Step 7: Keep an Eye on the Bottlenecks
The point of automating isn’t to create new delays — it’s to get proposals out faster without mistakes.
- After a week or two, check: Are proposals getting stuck waiting for approval?
- Is the same person always the holdup? Maybe you need a backup or more approvers.
- Are people finding workarounds? That’s a sign it’s too strict or confusing.
What works:
- Reviewing stuck proposals weekly, not monthly.
- Making small tweaks (like adding another approver) instead of big process resets.
What doesn’t:
- Ignoring complaints. If everyone’s grumbling, something’s off.
Step 8: Ignore the Fluff, Focus on What Matters
Proposify has a lot of bells and whistles — custom statuses, multi-step approvals, integrations with other tools. Some are useful, but don’t get distracted.
You need: - Clear roles and permissions - Simple, enforceable approval rules - Reliable notifications
You don’t need: - Ten different approval paths for edge cases - Overly complex automations you’ll forget how to fix
If you’re spending more time fiddling with settings than actually sending proposals, you’ve gone too far.
Real-World Tips & Gotchas
- Set expectations: Approvers should know same-day turnaround is the goal. Otherwise, proposals pile up.
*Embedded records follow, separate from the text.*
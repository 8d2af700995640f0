//! Process-wide credential state.
//!
//! [`CredentialCache`] mirrors the durable [`CredentialStore`] in memory.
//! It is read once on session start (`init`) and written through on every
//! change; nothing else in the crate touches the store directly.
//! Storage failures are logged and otherwise ignored: the in-memory value
//! stays authoritative for the rest of the process.

use std::sync::{Arc, Mutex};

use tracing::{debug, warn};

use super::credentials::Credential;
use crate::mutex_ext::MutexExt;
use crate::traits::CredentialStore;

/// Shared handle to the single API credential.
///
/// Clones share the same value.
#[derive(Clone)]
pub struct CredentialCache {
    store: Arc<dyn CredentialStore>,
    current: Arc<Mutex<Option<Credential>>>,
}

impl CredentialCache {
    /// Read the durable store once and start mirroring it.
    pub fn init(store: Arc<dyn CredentialStore>) -> Self {
        let current = match store.load() {
            Ok(credential) => credential,
            Err(e) => {
                warn!("Could not read stored credential, starting logged out: {}", e);
                None
            }
        };
        debug!(logged_in = current.is_some(), "Credential cache initialized");

        Self {
            store,
            current: Arc::new(Mutex::new(current)),
        }
    }

    /// The current credential, if logged in.
    pub fn get(&self) -> Option<Credential> {
        self.current.lock_or_recover().clone()
    }

    /// Whether a credential is held.
    pub fn is_logged_in(&self) -> bool {
        self.current.lock_or_recover().is_some()
    }

    /// Replace the credential and write it through to storage.
    pub fn set(&self, credential: Credential) {
        if let Err(e) = self.store.save(&credential) {
            warn!("Could not persist credential: {}", e);
        }
        *self.current.lock_or_recover() = Some(credential);
    }

    /// Drop the credential from memory and storage.
    pub fn clear(&self) {
        if let Err(e) = self.store.clear() {
            warn!("Could not remove stored credential: {}", e);
        }
        *self.current.lock_or_recover() = None;
    }

    /// Logout path: forget the credential everywhere.
    pub fn teardown(&self) {
        debug!("Tearing down credential state");
        self.clear();
    }
}

impl std::fmt::Debug for CredentialCache {
    fn fmt(&self, f: &mut std::fmt::Formatter<'_>) -> std::fmt::Result {
        f.debug_struct("CredentialCache")
            .field("logged_in", &self.is_logged_in())
            .finish()
    }
}
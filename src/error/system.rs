//! System-related error types.
//!
//! Local failures: the credential file, the home directory, environment
//! configuration and terminal input.

use std::fmt;
use std::path::PathBuf;

/// System-specific error variants.
#[derive(Debug, Clone, PartialEq)]
pub enum SystemError {
    /// Could not determine home directory.
    NoHomeDirectory,

    /// Permission denied for a file operation.
    PermissionDenied { path: PathBuf, operation: String },

    /// Generic I/O error.
    IoError {
        operation: String,
        path: Option<PathBuf>,
        message: String,
    },

    /// Environment variable set to an unusable value.
    EnvironmentError { variable: String, message: String },
}

impl SystemError {
    /// Get a user-friendly error message.
    pub fn user_message(&self) -> String {
        match self {
            SystemError::NoHomeDirectory => {
                "Could not determine your home directory. Set PCA_CREDENTIALS_PATH to choose where your login is kept."
                    .to_string()
            }
            SystemError::PermissionDenied { path, operation } => format!(
                "Permission denied: cannot {} '{}'.",
                operation,
                path.display()
            ),
            SystemError::IoError {
                operation, path, ..
            } => match path {
                Some(p) => format!("Failed to {} '{}'", operation, p.display()),
                None => format!("Failed to {}", operation),
            },
            SystemError::EnvironmentError { variable, message } => {
                format!("Environment variable '{}' error: {}", variable, message)
            }
        }
    }

    /// Get a short error code for logging.
    pub fn error_code(&self) -> &'static str {
        match self {
            SystemError::NoHomeDirectory => "E_SYS_NO_HOME",
            SystemError::PermissionDenied { .. } => "E_SYS_PERM",
            SystemError::IoError { .. } => "E_SYS_IO",
            SystemError::EnvironmentError { .. } => "E_SYS_ENV",
        }
    }
}

impl fmt::Display for SystemError {
    fn fmt(&self, f: &mut fmt::Formatter<'_>) -> fmt::Result {
        match self {
            SystemError::NoHomeDirectory => write!(f, "Could not determine home directory"),
            SystemError::PermissionDenied { path, operation } => {
                write!(f, "Permission denied: {} '{}'", operation, path.display())
            }
            SystemError::IoError {
                operation,
                path,
                message,
            } => match path {
                Some(p) => write!(f, "I/O error during {} '{}': {}", operation, p.display(), message),
                None => write!(f, "I/O error during {}: {}", operation, message),
            },
            SystemError::EnvironmentError { variable, message } => {
                write!(f, "Environment error ({}): {}", variable, message)
            }
        }
    }
}

impl std::error::Error for SystemError {}

/// Classify a `std::io::Error` for `operation` on an optional `path`.
pub fn classify_io_error(err: std::io::Error, path: Option<PathBuf>, operation: &str) -> SystemError {
    match (err.kind(), path) {
        (std::io::ErrorKind::PermissionDenied, Some(path)) => SystemError::PermissionDenied {
            path,
            operation: operation.to_string(),
        },
        (_, path) => SystemError::IoError {
            operation: operation.to_string(),
            path,
            message: err.to_string(),
        },
    }
}
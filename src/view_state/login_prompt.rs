//! The "Login with WCA" call-to-action.

use crate::auth::build_authorize_url;
use crate::startup::config::{DEFAULT_WCA_AUTHORIZE_URL, DEFAULT_WCA_CLIENT_ID, DEFAULT_WCA_REDIRECT_URI};
use crate::startup::PcaConfig;

pub const LOGIN_PROMPT_TITLE: &str = "Want to see your regional rank here?";
pub const LOGIN_PROMPT_BODY: &str = "If you've competed in an official WCA competition before, you can easily set your region in just a few steps.";
pub const LOGIN_ACTION_LABEL: &str = "Login with WCA";

/// Parameters of the login call-to-action.
///
/// Ranking pages and the region page show the same prompt; they differ
/// only in these settings.
#[derive(Debug, Clone, PartialEq, Eq)]
pub struct LoginPromptConfig {
    /// Full WCA authorize link, redirect included.
    pub authorize_url: String,
    /// Whether the prompt offers a dismiss control.
    pub dismissible: bool,
}

impl LoginPromptConfig {
    pub fn from_config(config: &PcaConfig) -> Self {
        Self {
            authorize_url: config.authorize_link(),
            dismissible: true,
        }
    }

    pub fn with_dismissible(mut self, dismissible: bool) -> Self {
        self.dismissible = dismissible;
        self
    }
}

impl Default for LoginPromptConfig {
    fn default() -> Self {
        Self {
            authorize_url: build_authorize_url(
                DEFAULT_WCA_AUTHORIZE_URL,
                DEFAULT_WCA_CLIENT_ID,
                DEFAULT_WCA_REDIRECT_URI,
            ),
            dismissible: true,
        }
    }
}

/// A rendered login prompt.
#[derive(Debug, Clone, PartialEq, Eq)]
pub struct LoginPrompt {
    pub title: &'static str,
    pub body: &'static str,
    pub action_label: &'static str,
    pub authorize_url: String,
    pub dismissible: bool,
    /// Why the last sign-in attempt failed, if it did.
    pub error: Option<String>,
}

impl LoginPrompt {
    pub fn new(config: &LoginPromptConfig, error: Option<String>) -> Self {
        Self {
            title: LOGIN_PROMPT_TITLE,
            body: LOGIN_PROMPT_BODY,
            action_label: LOGIN_ACTION_LABEL,
            authorize_url: config.authorize_url.clone(),
            dismissible: config.dismissible,
            error,
        }
    }
}

#[cfg(test)]
mod tests {
    use super::*;

    #[test]
    fn test_default_prompt_points_at_wca() {
        let prompt = LoginPrompt::new(&LoginPromptConfig::default(), None);
        assert!(prompt
            .authorize_url
            .starts_with("https://www.worldcubeassociation.org/oauth/authorize/?client_id="));
        assert!(prompt.authorize_url.ends_with("&response_type=code&scope="));
        assert_eq!(prompt.action_label, "Login with WCA");
        assert!(prompt.dismissible);
    }

    #[test]
    fn test_variants_differ_only_in_config() {
        let navigation = LoginPromptConfig::default().with_dismissible(false);
        let a = LoginPrompt::new(&navigation, None);
        let b = LoginPrompt::new(&LoginPromptConfig::default(), None);
        assert_eq!(a.title, b.title);
        assert_eq!(a.body, b.body);
        assert_ne!(a.dismissible, b.dismissible);
    }
}
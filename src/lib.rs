//! pca-region - set your Pinoy Cubers Association ranking region from the
//! command line.
//!
//! This library exposes modules for use in integration tests and by the
//! `pca` binary.

pub mod adapters;
pub mod api;
pub mod app;
pub mod auth;
pub mod cli;
pub mod cli_output;
pub mod domain;
pub mod error;
pub mod models;
pub(crate) mod mutex_ext;
pub mod startup;
pub mod state;
pub mod traits;
pub mod view_state;
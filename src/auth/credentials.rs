//! Credential type and file storage.
//!
//! The PCA API key is kept in `~/.pca/.credentials.json` under a single
//! fixed key. Absence of the file (or of the key) means logged out.

use serde::{Deserialize, Serialize};
use std::fmt;
use std::fs::{self, File};
use std::io::{BufReader, BufWriter, Write};
use std::path::{Path, PathBuf};

use crate::traits::CredentialsError;

/// The credentials directory name.
const CREDENTIALS_DIR: &str = ".pca";

/// The credentials file name.
const CREDENTIALS_FILE: &str = ".credentials.json";

/// Server-issued API key authorizing requests on behalf of one user.
///
/// `Debug` never prints the token itself.
#[derive(Clone, PartialEq, Eq, Hash, Serialize, Deserialize)]
#[serde(transparent)]
pub struct Credential(String);

impl Credential {
    /// Wrap a token, rejecting blank values.
    pub fn parse(token: impl Into<String>) -> Option<Self> {
        let token = token.into();
        let trimmed = token.trim();
        if trimmed.is_empty() {
            None
        } else {
            Some(Self(trimmed.to_string()))
        }
    }

    /// The raw token.
    pub fn as_str(&self) -> &str {
        &self.0
    }

    /// Value for the `Authorization` header.
    pub fn authorization_header(&self) -> String {
        format!("Token {}", self.0)
    }
}

impl fmt::Debug for Credential {
    fn fmt(&self, f: &mut fmt::Formatter<'_>) -> fmt::Result {
        f.write_str("Credential(<redacted>)")
    }
}

/// On-disk layout of the credentials file.
#[derive(Debug, Clone, Default, Serialize, Deserialize, PartialEq)]
struct StoredCredentials {
    #[serde(default)]
    pca_api_key: Option<String>,
}

/// Reads and writes the credentials file.
#[derive(Debug, Clone)]
pub struct CredentialsManager {
    /// Path to the credentials file.
    credentials_path: PathBuf,
}

impl CredentialsManager {
    /// Create a manager for `~/.pca/.credentials.json`.
    ///
    /// Returns `None` if the home directory cannot be determined.
    pub fn new() -> Option<Self> {
        let home = dirs::home_dir()?;
        Some(Self::with_path(
            home.join(CREDENTIALS_DIR).join(CREDENTIALS_FILE),
        ))
    }

    /// Create a manager for an explicit file path.
    pub fn with_path(path: impl Into<PathBuf>) -> Self {
        Self {
            credentials_path: path.into(),
        }
    }

    /// Get the path to the credentials file.
    pub fn credentials_path(&self) -> &Path {
        &self.credentials_path
    }

    /// Load the stored credential.
    ///
    /// A missing file, a missing key or a blank key all mean logged out.
    pub fn load(&self) -> Result<Option<Credential>, CredentialsError> {
        if !self.credentials_path.exists() {
            return Ok(None);
        }

        let file = File::open(&self.credentials_path)
            .map_err(|e| CredentialsError::LoadFailed(e.to_string()))?;

        let stored: StoredCredentials = serde_json::from_reader(BufReader::new(file))
            .map_err(|e| CredentialsError::Serialization(e.to_string()))?;

        Ok(stored.pca_api_key.and_then(Credential::parse))
    }

    /// Save the credential, replacing whatever was stored.
    ///
    /// Creates the parent directory if it doesn't exist.
    pub fn save(&self, credential: &Credential) -> Result<(), CredentialsError> {
        if let Some(parent) = self.credentials_path.parent() {
            if !parent.as_os_str().is_empty() && !parent.exists() {
                fs::create_dir_all(parent)
                    .map_err(|e| CredentialsError::SaveFailed(e.to_string()))?;
            }
        }

        let stored = StoredCredentials {
            pca_api_key: Some(credential.as_str().to_string()),
        };

        let file = File::create(&self.credentials_path)
            .map_err(|e| CredentialsError::SaveFailed(e.to_string()))?;
        let mut writer = BufWriter::new(file);
        serde_json::to_writer_pretty(&mut writer, &stored)
            .map_err(|e| CredentialsError::Serialization(e.to_string()))?;
        writer
            .flush()
            .map_err(|e| CredentialsError::SaveFailed(e.to_string()))
    }

    /// Remove the credentials file if it exists.
    pub fn clear(&self) -> Result<(), CredentialsError> {
        if !self.credentials_path.exists() {
            return Ok(());
        }

        fs::remove_file(&self.credentials_path)
            .map_err(|e| CredentialsError::ClearFailed(e.to_string()))
    }
}

#[cfg(test)]
mod tests {
    use super::*;
    use tempfile::TempDir;

    fn create_test_manager(temp_dir: &TempDir) -> CredentialsManager {
        CredentialsManager::with_path(temp_dir.path().join(CREDENTIALS_DIR).join(CREDENTIALS_FILE))
    }

    #[test]
    fn test_credential_parse_rejects_blank() {
        assert!(Credential::parse("").is_none());
        assert!(Credential::parse("   ").is_none());
        assert_eq!(Credential::parse(" abc123 ").unwrap().as_str(), "abc123");
    }

    #[test]
    fn test_credential_debug_is_redacted() {
        let credential = Credential::parse("super-secret").unwrap();
        let debug = format!("{:?}", credential);
        assert!(!debug.contains("super-secret"));
    }

    #[test]
    fn test_authorization_header_uses_token_scheme() {
        let credential = Credential::parse("abc123").unwrap();
        assert_eq!(credential.authorization_header(), "Token abc123");
    }

    #[test]
    fn test_load_nonexistent_is_logged_out() {
        let temp_dir = TempDir::new().unwrap();
        let manager = create_test_manager(&temp_dir);
        assert_eq!(manager.load().unwrap(), None);
    }

    #[test]
    fn test_save_and_load() {
        let temp_dir = TempDir::new().unwrap();
        let manager = create_test_manager(&temp_dir);
        let credential = Credential::parse("abc123").unwrap();

        manager.save(&credential).unwrap();
        assert_eq!(manager.load().unwrap(), Some(credential));
    }

    #[test]
    fn test_save_replaces_previous_credential() {
        let temp_dir = TempDir::new().unwrap();
        let manager = create_test_manager(&temp_dir);

        manager.save(&Credential::parse("first").unwrap()).unwrap();
        manager.save(&Credential::parse("second").unwrap()).unwrap();

        assert_eq!(manager.load().unwrap().unwrap().as_str(), "second");
    }

    #[test]
    fn test_file_layout_is_single_key() {
        let temp_dir = TempDir::new().unwrap();
        let manager = create_test_manager(&temp_dir);
        manager.save(&Credential::parse("abc123").unwrap()).unwrap();

        let raw = fs::read_to_string(manager.credentials_path()).unwrap();
        let value: serde_json::Value = serde_json::from_str(&raw).unwrap();
        assert_eq!(value, serde_json::json!({ "pca_api_key": "abc123" }));
    }

    #[test]
    fn test_clear() {
        let temp_dir = TempDir::new().unwrap();
        let manager = create_test_manager(&temp_dir);
        manager.save(&Credential::parse("abc123").unwrap()).unwrap();
        assert!(manager.credentials_path().exists());

        manager.clear().unwrap();
        assert!(!manager.credentials_path().exists());
        assert_eq!(manager.load().unwrap(), None);
    }

    #[test]
    fn test_clear_nonexistent() {
        let temp_dir = TempDir::new().unwrap();
        let manager = create_test_manager(&temp_dir);
        assert!(manager.clear().is_ok());
    }

    #[test]
    fn test_save_creates_parent_dir() {
        let temp_dir = TempDir::new().unwrap();
        let manager = create_test_manager(&temp_dir);
        assert!(!manager.credentials_path().parent().unwrap().exists());

        manager.save(&Credential::parse("abc123").unwrap()).unwrap();
        assert!(manager.credentials_path().parent().unwrap().exists());
    }

    #[test]
    fn test_load_invalid_json() {
        let temp_dir = TempDir::new().unwrap();
        let manager = create_test_manager(&temp_dir);
        fs::create_dir_all(manager.credentials_path().parent().unwrap()).unwrap();
        fs::write(manager.credentials_path(), "not valid json").unwrap();

        assert!(matches!(
            manager.load(),
            Err(CredentialsError::Serialization(_))
        ));
    }

    #[test]
    fn test_load_blank_key_is_logged_out() {
        let temp_dir = TempDir::new().unwrap();
        let manager = create_test_manager(&temp_dir);
        fs::create_dir_all(manager.credentials_path().parent().unwrap()).unwrap();
        fs::write(manager.credentials_path(), r#"{"pca_api_key": ""}"#).unwrap();

        assert_eq!(manager.load().unwrap(), None);
    }

    #[test]
    fn test_unknown_fields_are_ignored() {
        let temp_dir = TempDir::new().unwrap();
        let manager = create_test_manager(&temp_dir);
        fs::create_dir_all(manager.credentials_path().parent().unwrap()).unwrap();
        fs::write(
            manager.credentials_path(),
            r#"{"pca_api_key": "abc123", "saved_by": "older-client"}"#,
        )
        .unwrap();

        assert_eq!(manager.load().unwrap().unwrap().as_str(), "abc123");
    }
}
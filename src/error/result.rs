//! Result type alias for region client operations.

use super::pca_error::PcaError;

/// Type alias for Results using PcaError.
///
/// ```ignore
/// use pca_region::error::PcaResult;
///
/// fn fetch(client: &PcaApiClient, credential: &Credential) -> PcaResult<UserProfile> {
///     client.fetch_profile(credential).await
/// }
/// ```
pub type PcaResult<T> = Result<T, PcaError>;
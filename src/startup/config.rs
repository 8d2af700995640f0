//! Client configuration.
//!
//! Defaults target the public PCA API and the WCA OAuth application; each
//! value can be overridden from the environment or with the `with_*`
//! builders.

use std::path::PathBuf;
use std::time::Duration;

use crate::api::PCA_API_URL;
use crate::auth::build_authorize_url;
use crate::error::SystemError;

pub const DEFAULT_WCA_AUTHORIZE_URL: &str = "https://www.worldcubeassociation.org/oauth/authorize/";
pub const DEFAULT_WCA_CLIENT_ID: &str = "6751d55b9b1cc5710fed3a47d9c69eca871af9b0f83ec5388a5b0cebe1f93037";
pub const DEFAULT_WCA_REDIRECT_URI: &str = "http://localhost:8000/regional-rankings";
pub const DEFAULT_REQUEST_TIMEOUT_SECS: u64 = 30;

pub const ENV_API_URL: &str = "PCA_API_URL";
pub const ENV_AUTHORIZE_URL: &str = "PCA_WCA_AUTHORIZE_URL";
pub const ENV_CLIENT_ID: &str = "PCA_WCA_CLIENT_ID";
pub const ENV_REDIRECT_URI: &str = "PCA_WCA_REDIRECT_URI";
pub const ENV_CREDENTIALS_PATH: &str = "PCA_CREDENTIALS_PATH";
pub const ENV_HTTP_TIMEOUT: &str = "PCA_HTTP_TIMEOUT_SECS";
pub const ENV_NO_BROWSER: &str = "PCA_NO_BROWSER";

/// Runtime configuration of the client.
///
/// # Example
///
/// ```ignore
/// use pca_region::startup::PcaConfig;
///
/// let config = PcaConfig::default()
///     .with_api_base_url("http://localhost:8080")
///     .with_open_browser(false);
/// ```
#[derive(Debug, Clone, PartialEq)]
pub struct PcaConfig {
    /// Base URL of the PCA API
    pub api_base_url: String,
    /// WCA OAuth authorize endpoint
    pub authorize_url: String,
    /// OAuth application id registered with the WCA
    pub client_id: String,
    /// Where the WCA sends the user back to after consent
    pub redirect_uri: String,
    /// Credential file override; `None` uses the home directory
    pub credentials_path: Option<PathBuf>,
    /// Per-request timeout in seconds
    pub request_timeout_secs: u64,
    /// Open the authorize link in a browser on `login`
    pub open_browser: bool,
}

impl Default for PcaConfig {
    fn default() -> Self {
        Self {
            api_base_url: PCA_API_URL.to_string(),
            authorize_url: DEFAULT_WCA_AUTHORIZE_URL.to_string(),
            client_id: DEFAULT_WCA_CLIENT_ID.to_string(),
            redirect_uri: DEFAULT_WCA_REDIRECT_URI.to_string(),
            credentials_path: None,
            request_timeout_secs: DEFAULT_REQUEST_TIMEOUT_SECS,
            open_browser: true,
        }
    }
}

impl PcaConfig {
    pub fn new() -> Self {
        Self::default()
    }

    pub fn with_api_base_url(mut self, url: impl Into<String>) -> Self {
        self.api_base_url = url.into();
        self
    }

    pub fn with_authorize_url(mut self, url: impl Into<String>) -> Self {
        self.authorize_url = url.into();
        self
    }

    pub fn with_client_id(mut self, client_id: impl Into<String>) -> Self {
        self.client_id = client_id.into();
        self
    }

    pub fn with_redirect_uri(mut self, redirect_uri: impl Into<String>) -> Self {
        self.redirect_uri = redirect_uri.into();
        self
    }

    pub fn with_credentials_path(mut self, path: impl Into<PathBuf>) -> Self {
        self.credentials_path = Some(path.into());
        self
    }

    pub fn with_request_timeout_secs(mut self, secs: u64) -> Self {
        self.request_timeout_secs = secs;
        self
    }

    pub fn with_open_browser(mut self, open: bool) -> Self {
        self.open_browser = open;
        self
    }

    /// Defaults overridden by whichever `PCA_*` variables are set.
    ///
    /// Blank values count as unset. Fails only on a timeout that is not a
    /// positive integer.
    pub fn from_env() -> Result<Self, SystemError> {
        let mut config = Self::default();

        if let Some(url) = env_value(ENV_API_URL) {
            config.api_base_url = url;
        }
        if let Some(url) = env_value(ENV_AUTHORIZE_URL) {
            config.authorize_url = url;
        }
        if let Some(client_id) = env_value(ENV_CLIENT_ID) {
            config.client_id = client_id;
        }
        if let Some(redirect_uri) = env_value(ENV_REDIRECT_URI) {
            config.redirect_uri = redirect_uri;
        }
        if let Some(path) = env_value(ENV_CREDENTIALS_PATH) {
            config.credentials_path = Some(PathBuf::from(path));
        }
        if let Some(raw) = env_value(ENV_HTTP_TIMEOUT) {
            config.request_timeout_secs = match raw.parse::<u64>() {
                Ok(secs) if secs > 0 => secs,
                _ => {
                    return Err(SystemError::EnvironmentError {
                        variable: ENV_HTTP_TIMEOUT.to_string(),
                        message: format!("expected a positive number of seconds, got '{}'", raw),
                    })
                }
            };
        }
        if env_value(ENV_NO_BROWSER).is_some() {
            config.open_browser = false;
        }

        Ok(config)
    }

    pub fn request_timeout(&self) -> Duration {
        Duration::from_secs(self.request_timeout_secs)
    }

    /// The WCA link that starts the login.
    pub fn authorize_link(&self) -> String {
        build_authorize_url(&self.authorize_url, &self.client_id, &self.redirect_uri)
    }
}

fn env_value(name: &str) -> Option<String> {
    std::env::var(name)
        .ok()
        .map(|v| v.trim().to_string())
        .filter(|v| !v.is_empty())
}
//! `/user/region-update-requests/`: read the latest request, file a new one.

use tracing::{info, warn};

use super::client::{body_excerpt, decode, ensure_authorized, status_error, PcaApiClient};
use crate::auth::Credential;
use crate::error::{AuthError, PcaResult, SubmitError};
use crate::models::{RegionChangeRequest, RegionId};
use crate::traits::HttpClient;

pub const REGION_REQUESTS_PATH: &str = "/user/region-update-requests/";

impl<C: HttpClient> PcaApiClient<C> {
    /// The user's most recent region change request, or `None` if they never
    /// filed one.
    ///
    /// The endpoint lists requests newest first; only the head matters.
    pub async fn fetch_latest_request(
        &self,
        credential: &Credential,
    ) -> PcaResult<Option<RegionChangeRequest>> {
        let response = self.get(REGION_REQUESTS_PATH, Some(credential)).await?;
        ensure_authorized(&response)?;
        if !response.is_success() {
            return Err(status_error(&response).into());
        }
        let requests: Vec<RegionChangeRequest> = decode(&response)?;
        Ok(requests.into_iter().next())
    }

    /// File a request to change the user's region to `region`.
    ///
    /// Status mapping: 403 is a moderation denial, 400/409 a same-year
    /// duplicate, 401 a rejected credential; anything else non-2xx is a
    /// network error.
    pub async fn submit_region(&self, credential: &Credential, region: &RegionId) -> PcaResult<()> {
        let body = serde_json::json!({ "region": region });
        let response = self
            .post_json(REGION_REQUESTS_PATH, &body, Some(credential))
            .await?;

        match response.status {
            200..=299 => {
                info!(region = %region, "Region change request submitted");
                Ok(())
            }
            401 => Err(AuthError::Unauthorized { status: 401 }.into()),
            403 => {
                warn!(region = %region, "Region change request denied");
                Err(SubmitError::Denied {
                    message: body_excerpt(&response),
                }
                .into())
            }
            400 | 409 => {
                warn!(region = %region, status = response.status, "Region change request rejected");
                Err(SubmitError::Conflict {
                    status: response.status,
                    message: body_excerpt(&response),
                }
                .into())
            }
            _ => Err(status_error(&response).into()),
        }
    }
}

#[cfg(test)]
mod tests {
    use super::*;
    use crate::adapters::mock::{MockHttpClient, MockResponse};
    use crate::error::{NetworkError, PcaError};
    use crate::models::RequestStatus;

    const URL: &str = "https://api.test/user/region-update-requests/";

    fn setup(method: &str, response: MockResponse) -> (MockHttpClient, PcaApiClient<MockHttpClient>) {
        let http = MockHttpClient::new();
        http.set_response(method, URL, response);
        let client = PcaApiClient::with_http("https://api.test", http.clone());
        (http, client)
    }

    fn credential() -> Credential {
        Credential::parse("abc123").unwrap()
    }

    fn ncr() -> RegionId {
        RegionId::parse("NCR").unwrap()
    }

    #[tokio::test]
    async fn test_latest_request_is_first_element() {
        let (_, client) = setup(
            "GET",
            MockResponse::json(
                200,
                serde_json::json!([
                    { "region": "CAR", "status": "Denied", "created_at": "2024-05-01T00:00:00Z" },
                    { "region": "NCR", "status": "Approved", "created_at": "2023-01-01T00:00:00Z" }
                ]),
            ),
        );

        let latest = client.fetch_latest_request(&credential()).await.unwrap().unwrap();
        assert_eq!(latest.region.as_str(), "CAR");
        assert_eq!(latest.status, RequestStatus::Denied);
    }

    #[tokio::test]
    async fn test_no_requests_is_none() {
        let (_, client) = setup("GET", MockResponse::json(200, serde_json::json!([])));
        assert_eq!(client.fetch_latest_request(&credential()).await.unwrap(), None);
    }

    #[tokio::test]
    async fn test_latest_request_unauthorized() {
        let (_, client) = setup("GET", MockResponse::status(403));
        let err = client.fetch_latest_request(&credential()).await.unwrap_err();
        assert!(err.requires_reauth());
    }

    #[tokio::test]
    async fn test_submit_posts_region() {
        let (http, client) = setup("POST", MockResponse::status(201));

        client.submit_region(&credential(), &ncr()).await.unwrap();

        let request = &http.requests_to("POST", URL)[0];
        assert_eq!(request.json_body(), Some(serde_json::json!({ "region": "NCR" })));
        assert_eq!(
            request.headers.get("Authorization").map(String::as_str),
            Some("Token abc123")
        );
    }

    #[tokio::test]
    async fn test_submit_status_mapping() {
        let (_, client) = setup("POST", MockResponse::status(403));
        assert!(matches!(
            client.submit_region(&credential(), &ncr()).await,
            Err(PcaError::Submit(SubmitError::Denied { .. }))
        ));

        let (_, client) = setup("POST", MockResponse::status(400));
        assert!(matches!(
            client.submit_region(&credential(), &ncr()).await,
            Err(PcaError::Submit(SubmitError::Conflict { status: 400, .. }))
        ));

        let (_, client) = setup("POST", MockResponse::status(401));
        assert!(matches!(
            client.submit_region(&credential(), &ncr()).await,
            Err(PcaError::Auth(AuthError::Unauthorized { status: 401 }))
        ));

        let (_, client) = setup("POST", MockResponse::status(500));
        assert!(matches!(
            client.submit_region(&credential(), &ncr()).await,
            Err(PcaError::Network(NetworkError::HttpStatus { status: 500, .. }))
        ));
    }
}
- Mobile approval matters: If your approvers are always on the go, make sure they can approve from their phone.
- Audit logs: Proposify tracks approvals — handy if someone says “I never saw that.” But don’t rely on it to resolve every dispute.
- Legal approvals: If you need legal to review, set them as the first approver. Don’t make sales wait until the end.
- Notifications can get noisy: Tweak your settings so only the right people get pinged, or you’ll all start ignoring them.
Wrapping Up
Automating proposal approvals in Proposify isn’t about building an ironclad bureaucracy — it’s about getting deals out the door faster, with fewer mistakes. Keep your process as simple as possible. Start basic, see where things snag, and improve from there. The less you have to think about approvals, the more time you’ll have for actual work.